### Action item
Scan the material and copy out each line where the word "repository" occurs.

---------------

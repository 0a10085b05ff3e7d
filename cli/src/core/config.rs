//! # Forge Configuration System
//!
//! File: cli/src/core/config.rs
//!
//! ## Overview
//!
//! Loads, merges and validates the settings shared by the CLI and the HTTP
//! server: where blueprints live, how the server binds, how long generated
//! projects stay downloadable and how often expired ones are swept.
//!
//! ## Architecture
//!
//! Configuration sources (in order of precedence):
//! 1. Command-line flags (applied by the command handlers on top of the result)
//! 2. The `FORGE_BLUEPRINTS_DIR` environment variable
//! 3. Project-specific `.forge.toml` in the current directory or ancestors
//! 4. User-specific `config.toml` in the platform config directory
//! 5. Default values defined in the code
//!
//! Paths are tilde-expanded and the merged result is validated before use.
//!
//! ## Examples
//!
//! ```rust,no_run
//! let cfg = forge::core::config::load_config()?;
//! let blueprint_dir = &cfg.blueprints.directory;
//! let ttl = cfg.sessions.ttl();
//! # Ok::<(), anyhow::Error>(())
//! ```
//!
use crate::core::error::{ForgeError, Result};
use anyhow::{anyhow, Context};
use directories::ProjectDirs;
use serde::Deserialize;
use std::{
    fs,
    net::{IpAddr, Ipv4Addr},
    path::{Path, PathBuf},
    time::Duration,
};
use tracing::{debug, info, warn};

/// Represents the main configuration structure, loaded from TOML files.
#[derive(Deserialize, Debug, Default, Clone)]
#[serde(deny_unknown_fields)]
pub struct ForgeConfig {
    #[serde(default)]
    pub blueprints: BlueprintsConfig,
    #[serde(default)]
    pub server: ServerSettings,
    #[serde(default)]
    pub sessions: SessionSettings,
    #[serde(default)]
    pub progress: ProgressSettings,
}

/// Where blueprint definitions are read from.
#[derive(Deserialize, Debug, Clone)]
#[serde(deny_unknown_fields)]
pub struct BlueprintsConfig {
    /// Directory holding one subdirectory per blueprint (can use ~).
    #[serde(default = "default_blueprint_dir")]
    pub directory: String,
}

impl Default for BlueprintsConfig {
    fn default() -> Self {
        Self {
            directory: default_blueprint_dir(),
        }
    }
}

/// Settings for `forge serve`.
#[derive(Deserialize, Debug, Clone)]
#[serde(deny_unknown_fields)]
pub struct ServerSettings {
    #[serde(default = "default_host")]
    pub host: IpAddr,
    #[serde(default = "default_port")]
    pub port: u16,
    #[serde(default = "default_true")]
    pub enable_cors: bool,
}

impl Default for ServerSettings {
    fn default() -> Self {
        Self {
            host: default_host(),
            port: default_port(),
            enable_cors: true,
        }
    }
}

/// Lifetime of generated artifacts held by the session store.
#[derive(Deserialize, Debug, Clone)]
#[serde(deny_unknown_fields)]
pub struct SessionSettings {
    #[serde(default = "default_ttl_secs")]
    pub ttl_secs: u64,
    #[serde(default = "default_sweep_interval_secs")]
    pub sweep_interval_secs: u64,
}

impl SessionSettings {
    pub fn ttl(&self) -> Duration {
        Duration::from_secs(self.ttl_secs)
    }

    pub fn sweep_interval(&self) -> Duration {
        Duration::from_secs(self.sweep_interval_secs)
    }
}

impl Default for SessionSettings {
    fn default() -> Self {
        Self {
            ttl_secs: default_ttl_secs(),
            sweep_interval_secs: default_sweep_interval_secs(),
        }
    }
}

/// Live-preview channel settings.
#[derive(Deserialize, Debug, Clone)]
#[serde(deny_unknown_fields)]
pub struct ProgressSettings {
    /// Per-listener delivery buffer; a listener whose buffer fills is dropped.
    #[serde(default = "default_listener_buffer")]
    pub listener_buffer: usize,
}

impl Default for ProgressSettings {
    fn default() -> Self {
        Self {
            listener_buffer: default_listener_buffer(),
        }
    }
}

fn default_blueprint_dir() -> String {
    "~/.config/forge/blueprints".to_string()
}
fn default_host() -> IpAddr {
    IpAddr::V4(Ipv4Addr::LOCALHOST)
}
fn default_port() -> u16 {
    8080
}
fn default_true() -> bool {
    true
}
fn default_ttl_secs() -> u64 {
    3600
}
fn default_sweep_interval_secs() -> u64 {
    900
}
fn default_listener_buffer() -> usize {
    64
}

const PROJECT_CONFIG_FILENAME: &str = ".forge.toml";
pub const BLUEPRINTS_DIR_ENV: &str = "FORGE_BLUEPRINTS_DIR";

/// # Load Configuration (`load_config`)
///
/// Produces the effective `ForgeConfig` for this invocation.
///
/// ## Process:
/// 1. Reads the user `config.toml`, if the platform has a config directory
///    and the file exists.
/// 2. Searches for `.forge.toml` from the current directory upwards,
///    stopping at the first directory that contains `.git`.
/// 3. Merges the two, project values first (see `merge_configs`).
/// 4. Applies `FORGE_BLUEPRINTS_DIR`.
/// 5. Expands `~` in paths and validates the result.
///
/// ## Returns
///
/// * `Result<ForgeConfig>`: the merged configuration. With no files and no
///   environment override this is `ForgeConfig::default()`, expanded.
///
/// ## Errors
///
/// - A config file exists but cannot be read or is not valid TOML (unknown
///   keys included).
/// - The current directory cannot be determined.
/// - Validation fails: the blueprint path is a file, or a session or
///   progress setting is zero.
pub fn load_config() -> Result<ForgeConfig> {
    let user_config = load_user_config()?;
    let project_config = load_project_config()?;
    let mut merged_config = merge_configs(user_config.unwrap_or_default(), project_config);
    // Environment beats both files; CLI flags are applied later by the caller.
    apply_env_overrides(&mut merged_config);
    expand_config_paths(&mut merged_config).context("Failed to expand paths in configuration")?;
    validate_config(&merged_config).context("Configuration validation failed")?;
    debug!("Final loaded configuration: {:?}", merged_config);
    Ok(merged_config)
}

/// Reads `<config dir>/forge/config.toml`. `Ok(None)` when the platform has
/// no config directory or the file is absent.
fn load_user_config() -> Result<Option<ForgeConfig>> {
    if let Some(proj_dirs) = ProjectDirs::from("dev", "Forge", "forge") {
        let config_path = proj_dirs.config_dir().join("config.toml");
        if config_path.exists() {
            info!("Loading user configuration from: {}", config_path.display());
            load_config_from_path(&config_path).map(Some)
        } else {
            debug!(
                "User configuration file not found at {}",
                config_path.display()
            );
            Ok(None)
        }
    } else {
        warn!("Could not determine user config directory.");
        Ok(None)
    }
}

fn load_project_config() -> Result<Option<ForgeConfig>> {
    if let Some(project_config_path) = find_project_config_path()? {
        info!(
            "Loading project configuration from: {}",
            project_config_path.display()
        );
        load_config_from_path(&project_config_path).map(Some)
    } else {
        debug!("No project configuration file (.forge.toml) found in current directory or ancestors.");
        Ok(None)
    }
}

/// # Find Project Config (`find_project_config_path`)
///
/// Walks from the current directory towards the filesystem root looking for
/// `.forge.toml`. A directory containing `.git` is the last one checked, so
/// a config file outside the enclosing repository is never picked up.
///
/// ## Returns
///
/// * `Ok(Some(path))` for the nearest `.forge.toml`.
/// * `Ok(None)` if none exists below the repository root (or filesystem
///   root outside a repository).
fn find_project_config_path() -> Result<Option<PathBuf>> {
    let current_dir = std::env::current_dir().context("Failed to get current directory")?;
    let mut path: &Path = &current_dir;
    loop {
        let project_config = path.join(PROJECT_CONFIG_FILENAME);
        if project_config.is_file() {
            return Ok(Some(project_config));
        }
        if path.join(".git").is_dir() {
            debug!(
                "Found .git directory at {}, stopping project config search.",
                path.display()
            );
            return Ok(None);
        }
        match path.parent() {
            Some(parent) => path = parent,
            None => break,
        }
    }
    Ok(None)
}

/// # Load Config File (`load_config_from_path`)
///
/// Parses one TOML file into a `ForgeConfig`. Missing sections and keys take
/// their defaults; unknown keys are rejected.
///
/// ## Errors
///
/// The file cannot be read, or its contents do not parse.
pub fn load_config_from_path(path: &Path) -> Result<ForgeConfig> {
    let content = fs::read_to_string(path)
        .with_context(|| format!("Failed to read configuration file: {}", path.display()))?;
    toml::from_str(&content)
        .with_context(|| format!("Failed to parse TOML from file: {}", path.display()))
}

/// Project values win wherever they differ from the built-in defaults.
fn merge_configs(user: ForgeConfig, project: Option<ForgeConfig>) -> ForgeConfig {
    let project_cfg = match project {
        Some(p) => p,
        None => return user,
    };
    let mut merged = ForgeConfig::default();
    merged.blueprints.directory = if project_cfg.blueprints.directory != default_blueprint_dir() {
        project_cfg.blueprints.directory
    } else {
        user.blueprints.directory
    };
    merged.server.host = if project_cfg.server.host != default_host() {
        project_cfg.server.host
    } else {
        user.server.host
    };
    merged.server.port = if project_cfg.server.port != default_port() {
        project_cfg.server.port
    } else {
        user.server.port
    };
    merged.server.enable_cors = project_cfg.server.enable_cors && user.server.enable_cors;
    merged.sessions.ttl_secs = if project_cfg.sessions.ttl_secs != default_ttl_secs() {
        project_cfg.sessions.ttl_secs
    } else {
        user.sessions.ttl_secs
    };
    merged.sessions.sweep_interval_secs =
        if project_cfg.sessions.sweep_interval_secs != default_sweep_interval_secs() {
            project_cfg.sessions.sweep_interval_secs
        } else {
            user.sessions.sweep_interval_secs
        };
    merged.progress.listener_buffer =
        if project_cfg.progress.listener_buffer != default_listener_buffer() {
            project_cfg.progress.listener_buffer
        } else {
            user.progress.listener_buffer
        };
    merged
}

fn apply_env_overrides(config: &mut ForgeConfig) {
    if let Ok(dir) = std::env::var(BLUEPRINTS_DIR_ENV) {
        if !dir.trim().is_empty() {
            debug!("Blueprint directory overridden by {}: {}", BLUEPRINTS_DIR_ENV, dir);
            config.blueprints.directory = dir;
        }
    }
}

/// Expands a leading `~` in the blueprint directory.
pub fn expand_config_paths(config: &mut ForgeConfig) -> Result<()> {
    config.blueprints.directory = shellexpand::tilde(&config.blueprints.directory).into_owned();
    debug!(
        "Expanded blueprint directory: {}",
        config.blueprints.directory
    );
    Ok(())
}

/// # Validate Configuration (`validate_config`)
///
/// Checks the merged, expanded configuration before anything uses it.
///
/// A blueprint directory that does not exist yet only logs a warning, so
/// the server can start before any blueprint is installed.
///
/// ## Errors
///
/// A `ForgeError::Config` (wrapped in `anyhow`) when:
/// - the blueprint path exists but is not a directory;
/// - `sessions.ttl_secs` or `sessions.sweep_interval_secs` is zero;
/// - `progress.listener_buffer` is zero.
pub fn validate_config(config: &ForgeConfig) -> Result<()> {
    let bp_dir = PathBuf::from(&config.blueprints.directory);
    if !bp_dir.exists() {
        warn!(
            "Configured blueprint directory '{}' does not exist.",
            bp_dir.display()
        );
    } else if !bp_dir.is_dir() {
        return Err(anyhow!(ForgeError::Config(format!(
            "Configured blueprint path '{}' exists but is not a directory.",
            bp_dir.display()
        ))));
    }
    if config.sessions.ttl_secs == 0 {
        return Err(anyhow!(ForgeError::Config(
            "sessions.ttl_secs must be greater than zero.".to_string()
        )));
    }
    if config.sessions.sweep_interval_secs == 0 {
        return Err(anyhow!(ForgeError::Config(
            "sessions.sweep_interval_secs must be greater than zero.".to_string()
        )));
    }
    if config.progress.listener_buffer == 0 {
        return Err(anyhow!(ForgeError::Config(
            "progress.listener_buffer must be greater than zero.".to_string()
        )));
    }
    Ok(())
}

---------------

### Answer section
repository 0a10085b05ff3e7d
/// a config file outside the enclosing repository is never picked up.
/// * `Ok(None)` if none exists below the repository root (or filesystem
///   root outside a repository).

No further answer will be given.